HughieMy name is James  Durkin I am currently 60 years young, I have been married for 32 years and have two sons who we have successfully brought into adult hood without too much drama.

I have a grandson who is 7 years old and is a  delight to us all, being a grandparent is a great job all of the nice bits none of the hassle.

I work full time in  kitchen manufacturing where I hope to see out the rest of my working life.

My journey started with the classic blood in the pee story, I went to the GP who ran some bloods and heard no more about it. In my man like ways carried on with my life and did not pay this event with the attention it later deserved. My next episode was what I thought may be a Kidney stone after getting some advice from the medical help line I was advised to  seek further help if the pain continued. This was to my detriment because I did not do this. The journey really ramped up after a middle of the night dash to the local A and E due to the fact I could not pee and was in much discomfort. I was catheterised and admitted for a scan still thinking along the lines this is still kidney stones. The scan revealed an 10  cm tumour within my right kidney, this is when our world changed forever.

Three weeks later I was on the operating table and woke up less one kidney which as it turned out was cancer  grade 2 but told it was  low risk.

My next part of the story started when I opted to go under the care of the Royal Marsden Hospital instead of staying under my local general hospital. This although I did not realise at the time was the most important decision I would ever make.

My grading was reassessed by them as stage 3 grade 7 omg now this was getting serious. We were told that there would be no treatment but I would be closely monitored which didn’t reassure me as much as in hindsight it should have done.

I was offered the opportunity to  join the SOURCE trial and jumped  at this as it was hope, prevention and gave us the security that I has chosen to take control of some sort of  treatment journey. The trial was for 3 years and we were very well looked after and educated during this time. I would still and would always encourage others to take up as many opportunities that they are offered in this field as it has opened my eyes to another world although it was none of this  easy for my family to understand  and also  see me suffer what they deemed as necessary side effects, they did however respect that I had to take control over what had happened to me.

We had almost got to the 3 year milestone only to be told at the routine scan that the Cancer had returned.

This was possibly one of the most scariest and upsetting days in our lives, so much to take in so little time to process all that we had been told that day.

When people describe the bottom falling out of your world apart from losing my Dad suddenly this was it !!
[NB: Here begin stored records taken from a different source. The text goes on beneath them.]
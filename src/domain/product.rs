use chrono::NaiveDateTime;
use rust_decimal::Decimal;
use serde::{Deserialize, Serialize};
use utoipa::ToSchema;
use uuid::Uuid;

/// Domain representation of a warehouse product.
#[derive(Debug, Clone, PartialEq, Serialize, Deserialize, ToSchema)]
#[serde(rename_all = "camelCase")]
pub struct Product {
    /// Unique identifier assigned when the product is first stored.
    pub id: Uuid,
    /// Stock keeping unit, unique across all products.
    pub sku: String,
    /// Human-readable name of the product.
    pub name: String,
    /// Optional longer description.
    pub description: Option<String>,
    /// Optional free-form category label.
    pub category: Option<String>,
    /// Unit price with at most two fractional digits.
    #[serde(with = "rust_decimal::serde::float")]
    #[schema(value_type = f64, example = 9.99)]
    pub price: Decimal,
    /// Units currently in stock.
    pub quantity: i32,
    /// Timestamp for when the product record was created.
    #[serde(with = "timestamp_format")]
    #[schema(value_type = String, example = "2024-05-01 12:00:00")]
    pub created_at: NaiveDateTime,
    /// Timestamp of the last save that changed `quantity`.
    #[serde(with = "timestamp_format")]
    #[schema(value_type = String, example = "2024-05-01 12:00:00")]
    pub last_quantity_change: NaiveDateTime,
}

/// Validated business fields used to create or replace a product.
#[derive(Debug, Clone, PartialEq)]
pub struct ProductDraft {
    pub sku: String,
    pub name: String,
    pub description: Option<String>,
    pub category: Option<String>,
    pub price: Decimal,
    pub quantity: i32,
}

impl Product {
    /// Build a brand new product stamped with `now`.
    pub fn create(draft: ProductDraft, now: NaiveDateTime) -> Self {
        Self::from_draft(Uuid::new_v4(), draft, now, now)
    }

    /// Build the replacement for `self` from `draft`.
    ///
    /// `id` and `created_at` are carried over. `last_quantity_change` moves to
    /// `now` only when the quantity differs from the stored one.
    pub fn revise(&self, draft: ProductDraft, now: NaiveDateTime) -> Self {
        let last_quantity_change = if draft.quantity != self.quantity {
            now
        } else {
            self.last_quantity_change
        };
        Self::from_draft(self.id, draft, self.created_at, last_quantity_change)
    }

    fn from_draft(
        id: Uuid,
        draft: ProductDraft,
        created_at: NaiveDateTime,
        last_quantity_change: NaiveDateTime,
    ) -> Self {
        let ProductDraft {
            sku,
            name,
            description,
            category,
            price,
            quantity,
        } = draft;

        Self {
            id,
            sku,
            name,
            description,
            category,
            price,
            quantity,
            created_at,
            last_quantity_change,
        }
    }
}

/// `YYYY-MM-DD HH:MM:SS` encoding used for timestamps on the wire.
pub mod timestamp_format {
    use chrono::NaiveDateTime;
    use serde::{Deserialize, Deserializer, Serializer, de};

    pub const FORMAT: &str = "%Y-%m-%d %H:%M:%S";

    pub fn serialize<S>(value: &NaiveDateTime, serializer: S) -> Result<S::Ok, S::Error>
    where
        S: Serializer,
    {
        serializer.collect_str(&value.format(FORMAT))
    }

    pub fn deserialize<'de, D>(deserializer: D) -> Result<NaiveDateTime, D::Error>
    where
        D: Deserializer<'de>,
    {
        let raw = String::deserialize(deserializer)?;
        NaiveDateTime::parse_from_str(&raw, FORMAT).map_err(de::Error::custom)
    }
}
What now …… A life of fear and dread all wrapped up in the world of cancer.

We were very well looked after by all of the professionals that treated us that day, but the fact remains I am now stage 4 !!!

The treatment plan was discussed and over the next few months we although live in fear do also have hope. I was having some counselling which I think helped a bit ,but ongoing therapy would have helped more, it was like oh well you have had your 6 sessions now get on with your life as you see fit.

Over the last year our life’s have changed so much, I am lucky as I can still work full time to earn  my keep and stay motivated to live rather than thinking its all over for me. My wife stroke carer as I like to call her for fun is amazing she puts up with it all and puts me in my place when I get into my its all about me place. Our friends and family have become so important and I have learnt after many years to not sweat the small stuff. All that we do now has a quality even unpacking the dishwasher ha ha. Team family is strong and determined and we have found a way of living in the moment as much of each day as we can. We are not special or clever people just realistic and humble.

The KCSN has been a life line and the most interesting source  of information and support for us as a family ,we can be as involved as we feel is right for us and the inspirational way that it is run always reassures you that there’re always people fighting the corner for the normal people like us.

2012 was my initial diagnosis I am determined to live my life to the max around the inconvenience of being a Kidney Cancer Patient.